Photos de Matthew Pearce

LES OMBRES

Je ne suis que l’ombre de moi-même.

Pour beaucoup, c’est une expression. Des chanteurs n’en peuvent plus d’en faire des refrains. Des poètes l’ont psalmodié comme autant de prières.

Moi, c’est vrai.

C’est littéral.

Je connais le sujet par coeur.

D’ailleurs, mes ombres me connaissent. Et si elles ne me connaissent pas, elles ont tôt fait de se présenter.

J’entends Éva qui hurle.

Elles l’ont trouvée.

Je voudrais hurler avec elle, exorciser ma terreur. Je dois faire vite. Plus vite. Me concentrer.

J’ai tout juste douze ans la première fois. Comme tous les enfants, j’aime jouer avec le soleil et ces longues langues noires intangibles qu’il projette par-delà les formes. Elles sont inoffensives ces ombres. Elles me fascinent. Un jeu. Un monde parallèle qui n’existerait qu’en deux dimensions. Tout un univers secret qui se superposerait au nôtre et qui disparaîtrait avec l’astre diurne.

Sauf qu’il ne disparaît pas.

Il s’estompe, il glisse hors de notre portée, se fond dans le sol, les murs, en nous, et attend son heure. Alors, la nuit, il ressurgit, et tout se mélange. L’animé et l’immobile, la surface et la profondeur, l’existant et l’oublié, le vivant et le mort. Les ombres s’épaississent et, à la faveur des ténèbres, s’arrogent une troisième dimension.

J’ai douze ans.

J’ai peur du noir.

Je ne comprends pas à quel point c’est justifié, mais je le ressens au fond de mon âme de petite fille, comme une ritournelle dissonante qui fait battre mon cœur plus vite.

Cette nuit-là, ce que mes yeux voient dans l’obscurité de ma chambre n’est pas dû à mon imagination. Ces formes terribles qui se meuvent à la lisière de mon champ de vision, ces griffes acérées aussi noires que de l’encre, ces bouches qui s’ouvrent sur des abysses plus insondables… elles sont pour moi. Elles m’espèrent. Elles m’appellent, même si je ne les entends pas encore.

Mes parents affolés par mes cris ont fini par accepter que je laisse la lumière allumée.

Pendant dix jours, je ne parviens à m’endormir que lorsque ma lampe de chevet veille sur mon sommeil.

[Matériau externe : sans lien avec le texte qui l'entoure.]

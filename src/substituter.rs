use std::path::Path;

use regex::NoExpand;
use tracing::debug;

use crate::domain::SubstitutionPattern;
use crate::error::Result;
use crate::store::TextStore;

/// Outcome of a global substitution on one file
#[derive(Debug, Clone, Copy, PartialEq, Eq)]
pub struct Substitution {
    /// Number of non-overlapping matches replaced
    pub matches: usize,
    /// Whether the resulting content differs from the original
    pub changed: bool,
}

/// Replaces every match of `pattern` in `content` with `replacement`.
///
/// The replacement is inserted literally; `$` has no special meaning.
pub fn substitute(content: &str, pattern: &SubstitutionPattern, replacement: &str) -> (String, usize) {
    let matches = pattern.regex().find_iter(content).count();
    if matches == 0 {
        return (content.to_string(), 0);
    }
    let replaced = pattern.regex().replace_all(content, NoExpand(replacement));
    (replaced.into_owned(), matches)
}

/// Reads the whole file, replaces every match, and writes the result back
/// over the same path.
///
/// The file is written even when nothing matched.
pub fn replace_in_file<S: TextStore + ?Sized>(
    store: &mut S,
    path: &Path,
    pattern: &SubstitutionPattern,
    replacement: &str,
) -> Result<Substitution> {
    let original = store.read_to_string(path)?;
    let (updated, matches) = substitute(&original, pattern, replacement);
    let changed = updated != original;

    store.write(path, &updated)?;

    debug!(
        path = %path.display(),
        pattern = pattern.as_str(),
        matches,
        changed,
        "substitution applied"
    );
    Ok(Substitution { matches, changed })
}
use std::path::PathBuf;

use anyhow::Result;
use clap::Parser;

use pinsync::cli::orchestration::{self, SyncMode, SyncWorkflowArgs};
use pinsync::config::{self, Preset};
use pinsync::logging;
use pinsync::plan::Plan;
use pinsync::ui;

#[derive(clap::Parser)]
#[command(
    name = "pinsync",
    version,
    about = "Keep a pinned toolchain version in sync across CI workflows and container files"
)]
struct Args {
    #[arg(short, long, help = "Custom configuration file path")]
    config: Option<String>,

    #[arg(
        short = 'C',
        long,
        default_value = ".",
        help = "Repository root that configured paths are relative to"
    )]
    root: PathBuf,

    #[arg(
        long,
        value_enum,
        conflicts_with = "config",
        help = "Use a built-in pipeline instead of a configuration file"
    )]
    preset: Option<Preset>,

    #[arg(long, help = "Preview what would change without writing files")]
    dry_run: bool,

    #[arg(
        long,
        conflicts_with = "dry_run",
        help = "Exit with status 1 if any file is out of sync; writes nothing"
    )]
    check: bool,

    #[arg(long, help = "Export values even if the configuration disables it")]
    output: bool,

    #[arg(
        long,
        conflicts_with = "output",
        help = "Do not export values even if the configuration enables it"
    )]
    no_output: bool,

    #[arg(long, help = "Show the configured steps and exit")]
    list: bool,

    #[arg(short, long, action = clap::ArgAction::Count, help = "Increase log verbosity")]
    verbose: u8,
}

fn main() -> Result<()> {
    let args = Args::parse();
    logging::init(args.verbose);

    // Load configuration
    let config = match args.preset {
        Some(preset) => {
            ui::display_status(&format!("Using preset '{}'", preset.name()));
            preset.config()
        }
        None => match config::load_config(args.config.as_deref(), &args.root) {
            Ok(cfg) => cfg,
            Err(e) => {
                ui::display_error(&format!("Error loading config: {}", e));
                std::process::exit(1);
            }
        },
    };

    let plan = match Plan::compile(&config) {
        Ok(plan) => plan,
        Err(e) => {
            ui::display_error(&e.to_string());
            std::process::exit(1);
        }
    };

    if args.list {
        ui::display_plan(&plan);
        return Ok(());
    }

    let mode = if args.check {
        SyncMode::Check
    } else if args.dry_run {
        SyncMode::DryRun
    } else {
        SyncMode::Write
    };

    let export = if args.output {
        Some(true)
    } else if args.no_output {
        Some(false)
    } else {
        None
    };

    let workflow_args = SyncWorkflowArgs {
        root: args.root,
        mode,
        export,
    };

    let report = match orchestration::run_sync_workflow(&workflow_args, &plan) {
        Ok(report) => report,
        Err(e) => {
            ui::display_error(&e.to_string());
            std::process::exit(1);
        }
    };

    match mode {
        SyncMode::Check if report.has_drift() => {
            ui::display_drift(&orchestration::changed_refs(&report));
            std::process::exit(1);
        }
        SyncMode::Check => ui::display_success("All files in sync"),
        SyncMode::DryRun => ui::display_status(&format!(
            "Dry run: {} file(s) would change, nothing written",
            report.changed.len()
        )),
        SyncMode::Write => ui::display_success(&format!(
            "Synced {} value(s), {} file(s) changed",
            report.values.len(),
            report.changed.len()
        )),
    }

    Ok(())
}
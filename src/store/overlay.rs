use std::collections::BTreeMap;
use std::io::{BufRead, Cursor};
use std::path::{Path, PathBuf};

use tracing::debug;

use super::TextStore;
use crate::error::Result;

/// Buffers writes on top of another store.
///
/// Reads see buffered content first and fall through to the inner store
/// otherwise. The inner store is never written, which is what `--dry-run`
/// and `--check` rely on.
#[derive(Debug)]
pub struct OverlayStore<S> {
    inner: S,
    pending: BTreeMap<PathBuf, String>,
}

impl<S: TextStore> OverlayStore<S> {
    pub fn new(inner: S) -> Self {
        OverlayStore {
            inner,
            pending: BTreeMap::new(),
        }
    }

    pub fn inner(&self) -> &S {
        &self.inner
    }

    /// Buffered writes, keyed by path.
    pub fn pending(&self) -> &BTreeMap<PathBuf, String> {
        &self.pending
    }

    /// Paths whose buffered content differs from the inner store.
    pub fn changed_paths(&self) -> Result<Vec<PathBuf>> {
        let mut changed = Vec::new();
        for (path, contents) in &self.pending {
            if self.inner.read_to_string(path)? != *contents {
                changed.push(path.clone());
            }
        }
        Ok(changed)
    }
}

impl<S: TextStore> TextStore for OverlayStore<S> {
    fn open(&self, path: &Path) -> Result<Box<dyn BufRead + '_>> {
        match self.pending.get(path) {
            Some(contents) => Ok(Box::new(Cursor::new(contents.as_bytes()))),
            None => self.inner.open(path),
        }
    }

    fn read_to_string(&self, path: &Path) -> Result<String> {
        match self.pending.get(path) {
            Some(contents) => Ok(contents.clone()),
            None => self.inner.read_to_string(path),
        }
    }

    fn write(&mut self, path: &Path, contents: &str) -> Result<()> {
        debug!(path = %path.display(), bytes = contents.len(), "buffering write");
        self.pending.insert(path.to_path_buf(), contents.to_string());
        Ok(())
    }
}
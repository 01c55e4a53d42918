use std::path::PathBuf;

use thiserror::Error;

/// Unified error type for pinsync operations
#[derive(Error, Debug)]
pub enum SyncError {
    #[error("Failed to read {}: {source}", .path.display())]
    Read {
        path: PathBuf,
        #[source]
        source: std::io::Error,
    },

    #[error("Failed to write {}: {source}", .path.display())]
    Write {
        path: PathBuf,
        #[source]
        source: std::io::Error,
    },

    #[error("Invalid pattern '{pattern}': {source}")]
    Pattern {
        pattern: String,
        #[source]
        source: regex::Error,
    },

    #[error("Configuration error: {0}")]
    Config(String),

    #[error("Failed to parse configuration: {0}")]
    ConfigParse(#[from] toml::de::Error),

    #[error("No line in {} matches '{pattern}' (value '{name}')", .path.display())]
    NoMatch {
        name: String,
        path: PathBuf,
        pattern: String,
    },

    #[error("Template error: {0}")]
    Template(String),

    #[error("I/O error: {0}")]
    Io(#[from] std::io::Error),
}

/// Convenience type alias for Results in pinsync
pub type Result<T> = std::result::Result<T, SyncError>;

impl SyncError {
    /// Create a configuration error with context
    pub fn config(msg: impl Into<String>) -> Self {
        SyncError::Config(msg.into())
    }

    /// Create a template error with context
    pub fn template(msg: impl Into<String>) -> Self {
        SyncError::Template(msg.into())
    }

    pub fn read(path: impl Into<PathBuf>, source: std::io::Error) -> Self {
        SyncError::Read {
            path: path.into(),
            source,
        }
    }

    pub fn write(path: impl Into<PathBuf>, source: std::io::Error) -> Self {
        SyncError::Write {
            path: path.into(),
            source,
        }
    }

    pub fn pattern(pattern: impl Into<String>, source: regex::Error) -> Self {
        SyncError::Pattern {
            pattern: pattern.into(),
            source,
        }
    }
}
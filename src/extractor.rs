use std::io::BufRead;
use std::path::Path;

use tracing::debug;

use crate::domain::{Extraction, LinePattern};
use crate::error::{Result, SyncError};
use crate::store::TextStore;

/// Scans `path` line by line and returns the capture group of the first
/// line the pattern matches at its start.
///
/// Reading stops at the first match. A missing or unreadable file is an
/// error; a file with no matching line is [Extraction::NotFound].
pub fn extract<S: TextStore + ?Sized>(
    store: &S,
    path: &Path,
    pattern: &LinePattern,
) -> Result<Extraction> {
    let reader = store.open(path)?;
    let extraction = extract_from_reader(reader, pattern).map_err(|e| SyncError::read(path, e))?;

    debug!(
        path = %path.display(),
        pattern = pattern.as_str(),
        found = extraction.is_found(),
        "extraction finished"
    );
    Ok(extraction)
}

/// Line scan over any buffered reader.
///
/// Line terminators are not part of the line passed to the pattern.
pub fn extract_from_reader<R: BufRead>(
    reader: R,
    pattern: &LinePattern,
) -> std::io::Result<Extraction> {
    for line in reader.lines() {
        let line = line?;
        if let Some(value) = pattern.capture(&line) {
            return Ok(Extraction::Found(value.to_string()));
        }
    }
    Ok(Extraction::NotFound)
}
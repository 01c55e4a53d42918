use std::collections::BTreeMap;
use std::fmt;

/// Outcome of scanning a source file for a value.
///
/// Absence is a distinct case so callers have to decide what it means
/// instead of letting an empty string flow into a replacement.
#[derive(Debug, Clone, PartialEq, Eq)]
pub enum Extraction {
    Found(String),
    NotFound,
}

impl Extraction {
    pub fn is_found(&self) -> bool {
        matches!(self, Extraction::Found(_))
    }
}

/// Values extracted so far in a run, keyed by step name.
///
/// Insertion order is kept so reports list values in pipeline order.
#[derive(Debug, Clone, Default, PartialEq, Eq)]
pub struct ExtractedValues {
    order: Vec<String>,
    values: BTreeMap<String, String>,
}

impl ExtractedValues {
    pub fn new() -> Self {
        Self::default()
    }

    /// Records a value. Re-inserting a name overwrites the value but keeps
    /// its original position.
    pub fn insert(&mut self, name: impl Into<String>, value: impl Into<String>) {
        let name = name.into();
        if !self.values.contains_key(&name) {
            self.order.push(name.clone());
        }
        self.values.insert(name, value.into());
    }

    pub fn get(&self, name: &str) -> Option<&str> {
        self.values.get(name).map(String::as_str)
    }

    pub fn contains(&self, name: &str) -> bool {
        self.values.contains_key(name)
    }

    pub fn len(&self) -> usize {
        self.order.len()
    }

    pub fn is_empty(&self) -> bool {
        self.order.is_empty()
    }

    /// Iterates `(name, value)` pairs in insertion order.
    pub fn iter(&self) -> impl Iterator<Item = (&str, &str)> {
        self.order
            .iter()
            .map(move |name| (name.as_str(), self.values[name].as_str()))
    }
}

impl fmt::Display for ExtractedValues {
    fn fmt(&self, f: &mut fmt::Formatter<'_>) -> fmt::Result {
        if self.is_empty() {
            return write!(f, "(none)");
        }
        let mut first = true;
        for (name, value) in self.iter() {
            if !first {
                write!(f, ", ")?;
            }
            write!(f, "{}={}", name, value)?;
            first = false;
        }
        Ok(())
    }
}
//! Command-line facing workflow, kept free of clap so it can be driven
//! programmatically.

pub mod orchestration;

pub use orchestration::{run_sync_workflow, SyncMode, SyncReport, SyncWorkflowArgs};
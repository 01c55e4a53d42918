use std::sync::OnceLock;

use regex::{Captures, Regex};

use super::ExtractedValues;
use crate::error::{Result, SyncError};

fn placeholder_regex() -> &'static Regex {
    static RE: OnceLock<Regex> = OnceLock::new();
    RE.get_or_init(|| {
        Regex::new(r"\{([A-Za-z_][A-Za-z0-9_]*)\}").expect("placeholder regex is valid")
    })
}

/// Brace groups that look like a placeholder but are not a valid name,
/// e.g. `{rust-version}`.
fn near_placeholder_regex() -> &'static Regex {
    static RE: OnceLock<Regex> = OnceLock::new();
    RE.get_or_init(|| {
        Regex::new(r"\{([A-Za-z_][^{}\s]*)\}").expect("near-placeholder regex is valid")
    })
}

/// Whether `name` can be referenced as `{name}` in a template.
pub fn is_placeholder_name(name: &str) -> bool {
    let mut chars = name.chars();
    match chars.next() {
        Some(c) if c.is_ascii_alphabetic() || c == '_' => {
            chars.all(|c| c.is_ascii_alphanumeric() || c == '_')
        }
        _ => false,
    }
}

/// Replacement text with `{name}` placeholders.
///
/// Anything that is not a `{identifier}` is kept literally, so templates can
/// hold regex-looking text or stray braces.
#[derive(Debug, Clone, PartialEq, Eq)]
pub struct Template {
    raw: String,
    placeholders: Vec<String>,
}

impl Template {
    pub fn parse(raw: &str) -> Self {
        let mut placeholders: Vec<String> = Vec::new();
        for caps in placeholder_regex().captures_iter(raw) {
            let name = caps[1].to_string();
            if !placeholders.contains(&name) {
                placeholders.push(name);
            }
        }

        Template {
            raw: raw.to_string(),
            placeholders,
        }
    }

    pub fn as_str(&self) -> &str {
        &self.raw
    }

    /// Brace groups such as `{rust-version}` that would be written out
    /// literally because their content is not a valid placeholder name.
    pub fn malformed_placeholders(&self) -> Vec<&str> {
        near_placeholder_regex()
            .find_iter(&self.raw)
            .map(|m| m.as_str())
            .filter(|group| !is_placeholder_name(&group[1..group.len() - 1]))
            .collect()
    }

    /// Distinct placeholder names, in order of first appearance.
    pub fn placeholders(&self) -> &[String] {
        &self.placeholders
    }

    /// Substitutes every placeholder with its extracted value.
    ///
    /// Fails if any placeholder has no value, rather than rendering a
    /// partial string.
    pub fn render(&self, values: &ExtractedValues) -> Result<String> {
        if let Some(missing) = self.placeholders.iter().find(|p| !values.contains(p)) {
            return Err(SyncError::template(format!(
                "no value named '{}' for template '{}'",
                missing, self.raw
            )));
        }

        let rendered = placeholder_regex().replace_all(&self.raw, |caps: &Captures| {
            values.get(&caps[1]).unwrap_or_default().to_string()
        });
        Ok(rendered.into_owned())
    }
}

C’est une malédiction. Une bénédiction peut-être. Je ne sais pas. Je ne sais pas ce qu’il en est, je ne sais pas qu’en faire.

Quand je crois être arrivée au bout de mes forces, au bout de ce que je peux supporter, ma tante me révèle ce secret familial dont elle porte elle-même le fardeau. Elle a compris ce qu’il se passe. Je ne me sens plus seule lorsqu’elle partage sa propre expérience. D’une voix calme et mélancolique, elle me raconte cet héritage qu’elle a appris à dompter. Il ne doit pas m’effrayer. Il ne m’empêchera pas d’avoir une vie. Je suis différente, c’est tout. Comme elle. Elle m’enseigne à conjurer ces ombres qui envahissent mes nuits, à les distinguer entre elles. Toutes ne sont pas noires et terrifiantes. Bien au contraire. La plupart sont bienveillantes. Elles ont leur propre destinée. Je ne suis qu’une distraction pour elles.

Ma tante me montre.

Les ombres se confondent le jour et se dissocient la nuit. Mon ombre, la leur. Mon ombre et celle de mes parents, de mes amis, de mes rencontres. Mon ombre et celles qui n’appartiennent plus à personne.

« Évite les endroits où celles-ci errent », me dit-elle. « Ne leur donne pas l’occasion de se lier à toi ». Je comprends que mon propre reflet obscur ne m’a jamais quittée et qu’il me garde comme ma petite lampe. J’entends leurs appels maintenant. Des invites. À jouer, à découvrir, à explorer, à combler ce temps infini dont elles ne parviennent pas à se défaire. Les ombres demeurent quand tout s’éteint.

J’ai douze ans.

Je n’ai plus peur.

Je prends soin de mon ombre et des lieux que je traverse. Je ne vais pas où elles divaguent. Pas d’hôpitaux, pas de vieilles bâtisses. Pas de cimetières.

La lumière de mon portable vacille.

(La suite dans « Prologue »)

ROMANS ET AUTRES MONDES

Suivez les aventures de Célia, page à page.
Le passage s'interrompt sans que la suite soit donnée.